For instance, in 2020, we dramatically changed our views on how, when, and where we need to travel. The key question is: can the entire global airline industry pivot faster than any other industry has before?

Airplane manufacturers are in serious trouble but are finally beginning to dedicate much or even most of their resources to fast-tracking R&D on carbon-neutral air-planes. The next wave of disruption is already visible on the horizon: mandatory carbon taxes for every single flight ticket purchased, and for every means of transportation that isn’t carbon-neutral. Cruise-ship operators and shipping companies are still suffering, scrambling to pivot away from combustion engines. For those that still can’t or don’t want to fly, in the future, airports will be busy adding virtual travel and holographic teleportation options. Soon, I will be able to go to the “airport” and step into a $2 million holographic studio to give three talks in three different parts of the world, all in a single day. Nice.

Gerd Leonhard on Megashifts

Working from home, remotely, virtually, or digitally, has become completely acceptable and technically feasible for almost everyone.

Gerd Leonhard is the founder and CEO of The Futures Agency. He is based in Zurich. His new book, Technology vs. Humanity, is out now published by Fast Future Publishing.

 

In 2019, I hopped on over 300 flights to give keynotes all over the world. No matter how hard I pushed and pulled, I just couldn’t get my clients (or their agencies) interested in remote appearances. Less than a year later, remote and virtual working has finally become a realistic, even desirable, option for many of us. No matter what business you’re in or where you’re based, working from home, remotely, virtually, or digitally, has become completely acceptable, as well as technically feasible for almost everyone. A whole new “remote working” industry is unfolding, and new technologies like holograms and mixed-reality applications are being rolled out quickly. Even Second Life is rumored to be planning a comeback (no thanks!).In 2020, digital conferencing became as normal as chat-ting on WhatsApp. Once everyone learned how to do it, there was no stopping it. Zoom has become the new You-Tube and this is only the beginning as the rising tide of #remoteverything will float all boats. Yes, we continue to struggle with significant “digital divide” issues because fast Internet access is still not available everywhere and good mics, cameras, and software are still way too expensive. But due to the Covid-19 crisis the global 5G rollout is now going into warp drive, with waves of new investments coming in, and governments clearing the regulatory hurdles even faster. Seven billion people are expected to be connected at high speeds within the next five years.
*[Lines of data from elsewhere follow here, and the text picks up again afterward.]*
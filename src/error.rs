// SPDX-License-Identifier: MIT
// Copyright 2026 Roland Dreier <roland@rolandd.dev>

//! Application error types with consistent API responses.

use axum::{
    http::{header, HeaderValue, StatusCode},
    response::{IntoResponse, Response},
    Json,
};
use serde::Serialize;

/// Seconds a caller should wait before retrying a transient upstream failure.
const RETRY_AFTER_SECS: &str = "30";

/// Application error type that converts to HTTP responses.
#[derive(Debug, thiserror::Error)]
pub enum AppError {
    #[error("Authentication required")]
    Unauthorized,

    #[error("Invalid or expired token")]
    InvalidToken,

    #[error("Resource not found: {0}")]
    NotFound(String),

    /// Malformed request body or query parameters.
    #[error("Validation failed: {0}")]
    Validation(String),

    #[error("Invalid request: {0}")]
    BadRequest(String),

    /// Upstream is temporarily unable to serve (e.g. IAM grants still propagating).
    #[error("Upstream temporarily unavailable: {0}")]
    UpstreamTransient(String),

    #[error("Upstream quota exhausted: {0}")]
    QuotaExhausted(String),

    /// Upstream refused the call for a reason retrying will not fix.
    #[error("Upstream error: {0}")]
    UpstreamRejected(String),

    #[error("Database error: {0}")]
    Database(String),

    #[error("Internal server error: {0}")]
    Internal(#[from] anyhow::Error),
}

impl AppError {
    /// Whether the caller is expected to back off and retry.
    pub fn is_retryable(&self) -> bool {
        matches!(
            self,
            AppError::UpstreamTransient(_) | AppError::QuotaExhausted(_)
        )
    }
}

/// JSON error response body
#[derive(Serialize)]
struct ErrorResponse {
    error: String,
    #[serde(skip_serializing_if = "Option::is_none")]
    details: Option<String>,
}

impl IntoResponse for AppError {
    fn into_response(self) -> Response {
        let retryable = self.is_retryable();
        let (status, error, details) = match &self {
            AppError::Unauthorized => (StatusCode::UNAUTHORIZED, "unauthorized", None),
            AppError::InvalidToken => (StatusCode::UNAUTHORIZED, "invalid_token", None),
            AppError::NotFound(msg) => (StatusCode::NOT_FOUND, "not_found", Some(msg.clone())),
            AppError::Validation(msg) => (
                StatusCode::UNPROCESSABLE_ENTITY,
                "validation_error",
                Some(msg.clone()),
            ),
            AppError::BadRequest(msg) => {
                (StatusCode::BAD_REQUEST, "bad_request", Some(msg.clone()))
            }
            AppError::UpstreamTransient(msg) => {
                tracing::warn!(error = %msg, "Upstream transient failure");
                (
                    StatusCode::SERVICE_UNAVAILABLE,
                    "upstream_unavailable",
                    Some(msg.clone()),
                )
            }
            AppError::QuotaExhausted(msg) => {
                tracing::warn!(error = %msg, "Upstream quota exhausted");
                (
                    StatusCode::TOO_MANY_REQUESTS,
                    "quota_exhausted",
                    Some(msg.clone()),
                )
            }
            AppError::UpstreamRejected(msg) => {
                (StatusCode::BAD_REQUEST, "upstream_error", Some(msg.clone()))
            }
            AppError::Database(msg) => {
                tracing::error!(error = %msg, "Database error");
                (StatusCode::INTERNAL_SERVER_ERROR, "database_error", None)
            }
            AppError::Internal(err) => {
                tracing::error!(error = %err, "Internal server error");
                (StatusCode::INTERNAL_SERVER_ERROR, "internal_error", None)
            }
        };

        let body = ErrorResponse {
            error: error.to_string(),
            details,
        };

        let mut response = (status, Json(body)).into_response();
        if retryable {
            response.headers_mut().insert(
                header::RETRY_AFTER,
                HeaderValue::from_static(RETRY_AFTER_SECS),
            );
        }
        response
    }
}

/// Result type alias for handlers
pub type Result<T> = std::result::Result<T, AppError>;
Sure, real-life human contact and face-to-face interaction was never, and will never be, replaceable by virtual meetings – au contraire, during the 2020 crisis we realized how important personal and social interaction is. As we suffered through the tough period of “social distancing” during those three terrible months in the spring of 2020, many of us (me included) started to crave for actual human contact more than anything else. Yet, we adapted because we simply couldn’t go, and now meeting, talking, collaborating, learning, and conferencing remotely is the new normal.
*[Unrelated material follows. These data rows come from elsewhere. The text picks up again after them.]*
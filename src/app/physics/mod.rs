mod forces;
mod quadtree;

use eframe::egui::Vec2;

use super::{PhysicsScratch, RenderNode};
use forces::{CollisionParams, accumulate_collision_pairs, accumulate_repulsion_for_node};
use quadtree::QuadNode;

const BARNES_HUT_THETA: f32 = 0.9;

/// Extra spacing added around each bubble for the collision force.
pub(super) const COLLISION_PADDING: f32 = 2.5;

/// Pull toward the chart center, per axis, scaled by alpha.
const CENTER_PULL_STRENGTH: f32 = 0.1;
const REPULSION_STRENGTH: f32 = 1500.0;
const REPULSION_SOFTENING: f32 = 400.0;
const COLLISION_STRENGTH: f32 = 0.5;

/// Fraction of velocity kept per tick (d3's velocityDecay of 0.4).
const VELOCITY_RETAIN: f32 = 0.6;
const MAX_SPEED: f32 = 14.0;

const ALPHA_TARGET: f32 = 0.03;
const ALPHA_DECAY: f32 = 0.0228;
const RESTART_ALPHA: f32 = 0.5;

/// One decay step of the simulation's energy parameter. Alpha converges
/// toward a small positive target so the layout keeps simmering gently
/// after it settles.
pub(super) fn advance_alpha(alpha: f32) -> f32 {
    alpha + ((ALPHA_TARGET - alpha) * ALPHA_DECAY)
}

/// Re-energizes the simulation after a dataset update or a drag start.
pub(super) fn restart_alpha(alpha: f32) -> f32 {
    alpha.max(RESTART_ALPHA)
}

/// Advances every bubble by one tick: center pull and long-range repulsion
/// scaled by `alpha`, short-range collision at full strength, then damped
/// integration, centroid recentering and pin enforcement. Returns whether
/// anything is still moving.
pub(super) fn step_simulation(
    nodes: &mut [RenderNode],
    scratch: &mut PhysicsScratch,
    alpha: f32,
    delta_seconds: f32,
) -> bool {
    let node_count = nodes.len();
    if node_count == 0 {
        return false;
    }

    scratch.forces.resize(node_count, Vec2::ZERO);
    scratch.forces.fill(Vec2::ZERO);
    scratch.positions.clear();
    scratch.radii.clear();
    let mut max_radius = 0.0_f32;
    for node in nodes.iter() {
        scratch.positions.push(node.world_pos);
        let collision_radius = node.radius_to + COLLISION_PADDING;
        scratch.radii.push(collision_radius);
        max_radius = max_radius.max(collision_radius);
    }

    let forces = &mut scratch.forces;
    let positions = &scratch.positions;
    let radii = &scratch.radii;
    let time_step_scale = (delta_seconds * 60.0).clamp(0.25, 3.0);

    if let Some(quadtree) = QuadNode::build(positions) {
        let repulsion = REPULSION_STRENGTH * alpha;
        for (index, force) in forces.iter_mut().enumerate() {
            accumulate_repulsion_for_node(
                &quadtree,
                index,
                positions,
                repulsion,
                REPULSION_SOFTENING,
                BARNES_HUT_THETA,
                force,
            );
        }

        let max_pair_distance = max_radius * 2.0;
        if max_pair_distance > 0.0 {
            accumulate_collision_pairs(
                &quadtree,
                &quadtree,
                true,
                positions,
                radii,
                CollisionParams {
                    strength: COLLISION_STRENGTH,
                    max_pair_distance_sq: max_pair_distance * max_pair_distance,
                },
                forces,
            );
        }
    }

    for (index, force) in forces.iter_mut().enumerate() {
        *force -= positions[index] * (CENTER_PULL_STRENGTH * alpha);
    }

    let retain = VELOCITY_RETAIN.powf(time_step_scale);
    let max_speed_sq = MAX_SPEED * MAX_SPEED;
    let min_sleep_speed_sq = 0.02 * 0.02;
    let min_sleep_force_sq = 0.002 * 0.002;
    let mut any_motion = false;
    for (index, force) in forces.iter().enumerate() {
        let node = &mut nodes[index];
        let force_sq = force.length_sq();

        let mut velocity = (node.velocity + (*force * time_step_scale)) * retain;
        let mut speed_sq = velocity.length_sq();
        if speed_sq > max_speed_sq {
            velocity *= MAX_SPEED / speed_sq.sqrt();
            speed_sq = max_speed_sq;
        }

        if speed_sq < min_sleep_speed_sq && force_sq < min_sleep_force_sq {
            velocity = Vec2::ZERO;
            speed_sq = 0.0;
        }

        node.velocity = velocity;
        node.world_pos += velocity * time_step_scale;
        if speed_sq > 0.000_001 {
            any_motion = true;
        }
    }

    // The center force proper: translate so the mean position sits exactly
    // on the focal point.
    let mut centroid = Vec2::ZERO;
    for node in nodes.iter() {
        centroid += node.world_pos;
    }
    centroid /= node_count as f32;
    if centroid.length_sq() > 0.000_001 {
        for node in nodes.iter_mut() {
            node.world_pos -= centroid;
        }
    }

    for node in nodes.iter_mut() {
        if let Some(pinned) = node.pinned {
            node.world_pos = pinned;
            node.velocity = Vec2::ZERO;
        }
    }

    any_motion
}

#[cfg(test)]
mod tests {
    use super::*;
    use eframe::egui::{Color32, vec2};

    fn node(tag: &str, x: f32, y: f32, radius: f32) -> RenderNode {
        RenderNode {
            tag: tag.to_owned(),
            score: 1,
            world_pos: vec2(x, y),
            velocity: Vec2::ZERO,
            pinned: None,
            radius_from: radius,
            radius_to: radius,
            color_from: Color32::WHITE,
            color_to: Color32::WHITE,
        }
    }

    fn scratch() -> PhysicsScratch {
        PhysicsScratch {
            forces: Vec::new(),
            positions: Vec::new(),
            radii: Vec::new(),
        }
    }

    #[test]
    fn overlapping_bubbles_separate() {
        let mut nodes = vec![node("a", -1.0, 0.0, 40.0), node("b", 1.0, 0.0, 40.0)];
        let mut scratch = scratch();

        for _ in 0..120 {
            step_simulation(&mut nodes, &mut scratch, 1.0, 1.0 / 60.0);
        }

        let gap = (nodes[0].world_pos - nodes[1].world_pos).length();
        assert!(gap > 40.0, "bubbles stayed overlapped, gap {gap}");
    }

    #[test]
    fn centroid_is_recentered_on_the_focal_point() {
        let mut nodes = vec![node("a", 400.0, 120.0, 10.0), node("b", 420.0, 160.0, 10.0)];
        let mut scratch = scratch();

        step_simulation(&mut nodes, &mut scratch, 0.3, 1.0 / 60.0);

        let centroid = (nodes[0].world_pos + nodes[1].world_pos) * 0.5;
        assert!(centroid.length() < 0.01, "centroid {centroid:?}");
    }

    #[test]
    fn pinned_bubbles_do_not_move() {
        let mut nodes = vec![node("a", 0.0, 0.0, 30.0), node("b", 5.0, 0.0, 30.0)];
        nodes[0].pinned = Some(vec2(50.0, 60.0));
        let mut scratch = scratch();

        for _ in 0..30 {
            step_simulation(&mut nodes, &mut scratch, 1.0, 1.0 / 60.0);
        }

        assert_eq!(nodes[0].world_pos, vec2(50.0, 60.0));
        assert_eq!(nodes[0].velocity, Vec2::ZERO);
    }

    #[test]
    fn alpha_decays_toward_its_simmer_target() {
        let mut alpha = 1.0;
        for _ in 0..2000 {
            alpha = advance_alpha(alpha);
        }
        assert!((alpha - 0.03).abs() < 0.005, "alpha {alpha}");
        assert!(restart_alpha(alpha) > alpha);
        assert_eq!(restart_alpha(0.9), 0.9);
    }

    #[test]
    fn an_empty_chart_reports_no_motion() {
        let mut scratch = scratch();
        assert!(!step_simulation(&mut [], &mut scratch, 1.0, 1.0 / 60.0));
    }
}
Unprecedented scientific collaboration is one of the most positive outcomes of this crisis and has now become the default approach to solving global scientific challenges. This represents a hugely positive change, with the potential to save millions of lives going forward. What happened in this crisis will also become a blueprint for hyper-collaboration for tackling our next big challenges: artificial general intelligence (AGI) and artificial super intelligence (ASI), geo-engineering, and human genome editing (among others).
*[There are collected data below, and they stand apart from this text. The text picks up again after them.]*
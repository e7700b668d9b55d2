mod app;
mod stack;
mod util;

use clap::Parser;
use tracing_subscriber::EnvFilter;

#[derive(Debug, Parser)]
#[command(author, version, about)]
struct Args {
    /// Stack Overflow user id or profile URL to load at startup.
    #[arg(long, default_value = "5806646")]
    user: String,
}

fn main() -> eframe::Result<()> {
    tracing_subscriber::fmt()
        .with_env_filter(EnvFilter::from_default_env())
        .init();

    let args = Args::parse();
    let options = eframe::NativeOptions {
        viewport: eframe::egui::ViewportBuilder::default().with_inner_size([1100.0, 720.0]),
        ..Default::default()
    };

    eframe::run_native(
        "tag-bubbles",
        options,
        Box::new(move |cc| Ok(Box::new(app::TagBubblesApp::new(cc, args.user.clone())))),
    )
}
In March, my colleague Azeem Azhar proposed that this crisis will reinforce the importance of genomic technologies: “We’re able to use rapid sequencing techniques to start to understand the epidemiological characteristics of this outbreak, by tracking genetic drift.” Today, this is on top of the global agenda.

These are only a few of the world-shaking changes that are happening in the wake of Covid-19. As the famous economist Milton Friedman once wrote: “Only a crisis – actual or perceived – produces real change.” This crisis is a precious opportunity. It would be a shame to waste it.